For instance, in case of above-mentioned reason a), the virtual device backend 111 may directly establish a mapping for the requested memory page 108. Afterwards, i.e. once the respective memory page 108 is mapped to the virtual block device 109 at the guests domain 102, the virtual device backend 111, by means of an appropriate signaling mechanism, may let the guest 102 continue its execution flow of task ‘B’ at the point of interruption. Since in this case the reason for the guest domain's 102 failed I/O access can be solved directly by the backend 111, the guest domain 102 is not informed, i.e. the process is virtually transparent to the guest domain 102 (apart from an experienced interruption of the execution flow for a minimum duration).
In case of above-mentioned reason b), the virtual device backend 111 may start initiating the corresponding storage device 105, 106 to prepare the memory page 108 for mapping. For this purpose, the corresponding storage driver 113 is utilized by the backend 111 to instruct the storage device 105, 106. In case of request-response storage, a read request is setup. In case of map-able storage, the corresponding memory page of the device is mapped. Only if the respective operation can be fulfilled directly and does not require a delayed reply from the storage device 105, 106 the virtual device backend 111 will let the guest domain 102 continue its task 112 execution directly afterwards and will not inform the guest domain 102 about this operation. Typically, this will be the case for mapping from map-able storage 106. In contrast, loading a memory page 108 from a request-response storage device 105 involves a delay. The respective actions performed by the virtual device backend 111 in this case will be described in detail further below, starting with step (4) of
In case of above-mentioned reason c), the virtual device backend 111 may initiate appropriate measures depending on the kind of protection (e.g., (a)synchronous write-through, copy-on-write, sync) selected for the respective memory page 108. For instance, it might instruct the corresponding storage device 105, 106 to perform a corresponding action (e.g., write). A possible corresponding change to mapping (e.g., in case of copy-on-write) could be also performed. If the operation does not require the guest 102 to stop its execution flow, the guest 102 will continue its execution flow at the point of interruption as soon as the virtual driver backend 111 finished its work. Otherwise, the process will continue with step (4). Here, it should be noted that it is possible that the backend 111 removes another mapping to fulfill the listed job.
Turning now to step (4), the backend 111 informs the guest domain's 102 virtual device driver 114, by transmitting a respective first notification, that the guest's 102 task 112 execution flow got interrupted due to a failed or unsuccessful I/O access. This notification may also include the information that the backend 111 is currently performing operations to enable proper I/O access to the respective memory page 108 and that these operations have to be finished before the guest's 102 task 112 execution flow can be continued. Still further, the backend 111 may generate a unique identifier that is also passed to the guest 102 together with the notification. For instance, this identifier may include a monotonic increasing number, or the respective memory page's 108 virtual block device 109 address.
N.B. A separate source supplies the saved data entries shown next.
pub fn reduce(wizard: &mut ExportWizard, intent: Intent) -> Vec<Effect> {
    if !wizard.active && intent != Intent::Open {
        return Vec::new();
    }
    let step = wizard.state.step;

    match intent {
        Intent::Open => {
            wizard.reset();
            wizard.active = true;
            wizard.notice = None;
            vec![Effect::async_task(TaskKind::FetchCategories)]
        }
        Intent::Close => {
            wizard.reset();
            wizard.active = false;
            wizard.catalog.clear();
            wizard.notice = None;
            Vec::new()
        }

        // --- Configure step edits ------------------------------------------------------------
        Intent::SelectFormat(format) if step == Step::Configure => {
            wizard.state.format = format;
            Vec::new()
        }
        Intent::SetDateFrom(date) if step == Step::Configure => {
            wizard.state.date_from = date;
            Vec::new()
        }
        Intent::SetDateTo(date) if step == Step::Configure => {
            wizard.state.date_to = date;
            Vec::new()
        }
        Intent::ToggleCategory(id) if step == Step::Configure => {
            let selected = &mut wizard.state.selected_categories;
            if !selected.remove(&id) {
                selected.insert(id);
            }
            Vec::new()
        }
        Intent::SelectAllCategories if step == Step::Configure => {
            wizard.state.selected_categories = wizard.all_category_ids();
            Vec::new()
        }
        Intent::ClearCategories if step == Step::Configure => {
            wizard.state.selected_categories.clear();
            Vec::new()
        }
        Intent::SetFilename(raw) if step == Step::Configure => {
            wizard.state.filename = Filename::sanitize(&raw);
            Vec::new()
        }

        // --- Navigation ----------------------------------------------------------------------
        Intent::Next => match step {
            Step::Configure => enter_preview(wizard),
            Step::Preview if wizard.state.can_proceed_to_export() => {
                wizard.state.step = Step::Export;
                wizard.state.phase = ExportPhase::Idle;
                Vec::new()
            }
            _ => Vec::new(),
        },
        Intent::Back => match step {
            Step::Preview => {
                wizard.state.step = Step::Configure;
                Vec::new()
            }
            Step::Export if wizard.state.phase == ExportPhase::Idle => enter_preview(wizard),
            _ => Vec::new(),
        },
        Intent::ConfirmExport
            if step == Step::Export && wizard.state.phase == ExportPhase::Idle =>
        {
            let request = wizard.state.export_request();
            let ticket = wizard.next_export_ticket();
            wizard.state.phase = ExportPhase::Exporting;
            wizard.notice = None;
            vec![
                Effect::log(format!("export started: {}", request.file_name())),
                Effect::async_task(TaskKind::Download(request)),
                Effect::async_task(TaskKind::ExportDelay {
                    ticket,
                    delay: wizard.timing.success_delay,
                }),
            ]
        }

        _ => Vec::new(),
    }
}

fn enter_preview(wizard: &mut ExportWizard) -> Vec<Effect> {
    wizard.state.step = Step::Preview;
    wizard.state.phase = ExportPhase::Idle;
    wizard.state.preview = PreviewStatus::Loading;
    let seq = wizard.next_preview_seq();
    vec![Effect::async_task(TaskKind::FetchPreview {
        seq,
        filters: wizard.state.filters(),
    })]
}

pub fn apply_event(wizard: &mut ExportWizard, event: &InternalEvent) -> Vec<Effect> {
    match event {
        InternalEvent::CategoriesLoaded(categories) => {
            if !wizard.active {
                return Vec::new();
            }
            wizard.catalog = categories.clone();
            vec![Effect::log(format!("{} categories loaded", categories.len()))]
        }
        InternalEvent::CategoriesFailed(error) => {
            vec![Effect::log(format!("loading categories failed: {error}"))]
        }
        InternalEvent::PreviewLoaded { seq, page } => {
            if *seq != wizard.preview_seq {
                return vec![Effect::log(format!(
                    "discarding stale preview (seq={seq}, latest={})",
                    wizard.preview_seq
                ))];
            }
            wizard.state.preview_rows = page.opportunities.clone();
            wizard.state.total_count = page.total_count;
            wizard.state.total_volunteers = page.total_volunteers;
            wizard.state.preview = PreviewStatus::Loaded;
            Vec::new()
        }
        InternalEvent::PreviewFailed { seq, error } => {
            if *seq != wizard.preview_seq {
                return vec![Effect::log(format!("discarding stale preview error (seq={seq})"))];
            }
            wizard.state.preview_rows.clear();
            wizard.state.total_count = 0;
            wizard.state.total_volunteers = 0;
            wizard.state.preview = PreviewStatus::Failed(error.clone());
            vec![Effect::log(format!("preview failed: {error}"))]
        }
        InternalEvent::ExportDelayElapsed { ticket } => {
            if *ticket != wizard.export_ticket || !wizard.state.is_exporting() {
                return Vec::new();
            }
            wizard.state.phase = ExportPhase::Succeeded;
            vec![Effect::async_task(TaskKind::ResetDelay {
                ticket: *ticket,
                delay: wizard.timing.reset_delay,
            })]
        }
        InternalEvent::ResetDelayElapsed { ticket } => {
            if *ticket != wizard.export_ticket || !wizard.state.export_succeeded() {
                return Vec::new();
            }
            wizard.reset();
            Vec::new()
        }
        InternalEvent::DownloadFinished { path } => {
            wizard.notice = Some(format!("Saved to {}", path.display()));
            vec![Effect::log(format!("export written to {}", path.display()))]
        }
        InternalEvent::DownloadFailed { error } => {
            wizard.notice = Some(format!("Download failed: {error}"));
            vec![Effect::log(format!("export download failed: {error}"))]
        }
        _ => Vec::new(),
    }
}

/// Fold an executor result into the desk: shared data first, then the wizard.
pub fn reduce_internal(desk: &mut DeskState, event: &InternalEvent) -> Vec<Effect> {
    match event {
        InternalEvent::CategoriesLoaded(categories) => {
            desk.categories = categories.clone();
        }
        InternalEvent::OpportunitiesLoaded(list) => {
            desk.opportunities = list.clone();
            desk.opportunities_loaded = true;
        }
        InternalEvent::DashboardLoaded(stats) => {
            desk.stats = Some(stats.clone());
        }
        InternalEvent::OpportunitiesFailed(error) | InternalEvent::DashboardFailed(error) => {
            return vec![Effect::log(format!("portal request failed: {error}"))];
        }
        _ => {}
    }
    apply_event(&mut desk.wizard, event)
}
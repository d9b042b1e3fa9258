pub mod age;
pub mod catalog;
pub mod field;
pub mod schema;
pub mod state;
pub mod validation;

pub use age::AgeGate;
pub use field::{FormField, FormFieldKind, SelectOption};
pub use schema::{FormSchema, RequiredFields};
pub use state::{FormState, Submission, Validity};
pub use validation::{FieldValidator, SubmitDecision, SubmitOutcome, validate_submit};
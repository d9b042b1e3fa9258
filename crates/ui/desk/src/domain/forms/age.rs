//! Minimum-age check for the signup form.

use super::{FormState, Validity};

pub const DEFAULT_MIN_AGE: i64 = 18;

/// Live and on-submit check of the age field.
#[derive(Debug, Clone, PartialEq, Eq)]
pub struct AgeGate {
    pub field: String,
    pub min_age: i64,
    pub message: String,
}

impl Default for AgeGate {
    fn default() -> Self {
        Self::new(DEFAULT_MIN_AGE)
    }
}

impl AgeGate {
    pub fn new(min_age: i64) -> Self {
        Self {
            field: "age".into(),
            min_age,
            message: format!("You must be at least {min_age} years old to volunteer."),
        }
    }

    /// `None` = empty or not a number, the field is left unmarked.
    pub fn assess(&self, raw: &str) -> Option<Validity> {
        let age = parse_leading_int(raw)?;
        if age < self.min_age {
            Some(Validity::Invalid(self.message.clone()))
        } else {
            Some(Validity::Valid)
        }
    }

    /// True when a value is present and below the minimum.
    pub fn blocks(&self, raw: &str) -> bool {
        matches!(self.assess(raw), Some(Validity::Invalid(_)))
    }

    /// Live feedback while typing. Re-applying the same value is a no-op.
    pub fn on_input(&self, state: &mut FormState, raw: &str) {
        match self.assess(raw) {
            Some(Validity::Valid) => state.mark_valid(&self.field),
            Some(Validity::Invalid(msg)) => state.mark_invalid(&self.field, msg),
            None => state.clear_annotation(&self.field),
        }
    }
}

/// Leading integer of `raw`, skipping leading whitespace ("17 years" -> 17).
fn parse_leading_int(raw: &str) -> Option<i64> {
    let s = raw.trim_start();
    let (sign, digits) = match s.as_bytes().first()? {
        b'-' => (-1, &s[1..]),
        b'+' => (1, &s[1..]),
        _ => (1, s),
    };
    let end = digits
        .find(|c: char| !c.is_ascii_digit())
        .unwrap_or(digits.len());
    if end == 0 {
        return None;
    }
    // saturate absurd inputs instead of failing the parse
    let value = digits[..end].parse::<i64>().unwrap_or(i64::MAX);
    Some(sign * value)
}

#[cfg(test)]
mod tests {
    use super::*;
    use pretty_assertions::assert_eq;

    #[test]
    fn seventeen_is_invalid_eighteen_valid() {
        let gate = AgeGate::default();
        let mut state = FormState::default();

        gate.on_input(&mut state, "17");
        assert_eq!(
            state.annotation("age"),
            Some(&Validity::Invalid(
                "You must be at least 18 years old to volunteer.".into()
            ))
        );

        gate.on_input(&mut state, "18");
        assert_eq!(state.annotation("age"), Some(&Validity::Valid));
        assert_eq!(state.annotations.len(), 1);
    }

    #[test]
    fn empty_or_garbage_is_neither() {
        let gate = AgeGate::default();
        let mut state = FormState::default();
        gate.on_input(&mut state, "17");
        gate.on_input(&mut state, "");
        assert!(state.annotation("age").is_none());
        gate.on_input(&mut state, "abc");
        assert!(state.annotation("age").is_none());
    }

    #[test]
    fn repeated_input_stays_single_annotation() {
        let gate = AgeGate::default();
        let mut state = FormState::default();
        gate.on_input(&mut state, "1");
        gate.on_input(&mut state, "17");
        gate.on_input(&mut state, "17");
        assert_eq!(state.annotations.len(), 1);
        assert!(state.is_invalid("age"));
    }

    #[test]
    fn parses_like_leading_integer() {
        assert_eq!(parse_leading_int("  21"), Some(21));
        assert_eq!(parse_leading_int("17 years"), Some(17));
        assert_eq!(parse_leading_int("-3"), Some(-3));
        assert_eq!(parse_leading_int("x1"), None);
        assert_eq!(parse_leading_int("-"), None);
        assert!(AgeGate::default().blocks("-3"));
        assert!(!AgeGate::default().blocks(""));
    }
}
As indicated at (5), if the guest domain 102 has a task unit scheduler 115, the virtual device driver 114 is informing this scheduler 115 that the current scheduled task unit 112, i.e. task ‘B’ in the illustrated embodiment, has to be blocked because it has to wait for an I/O event. As indicated at (6), the scheduler 115 marks the current task unit 112 as blocked and schedules a different task unit 112 that is ready for execution (e.g. task ‘A’ in the illustrated embodiment). Otherwise, i.e. if the guest domain 102 does not have a task unit scheduler 115, the guest 102 may yield from its execution, or may execute some other instructions, e.g. task ‘A’.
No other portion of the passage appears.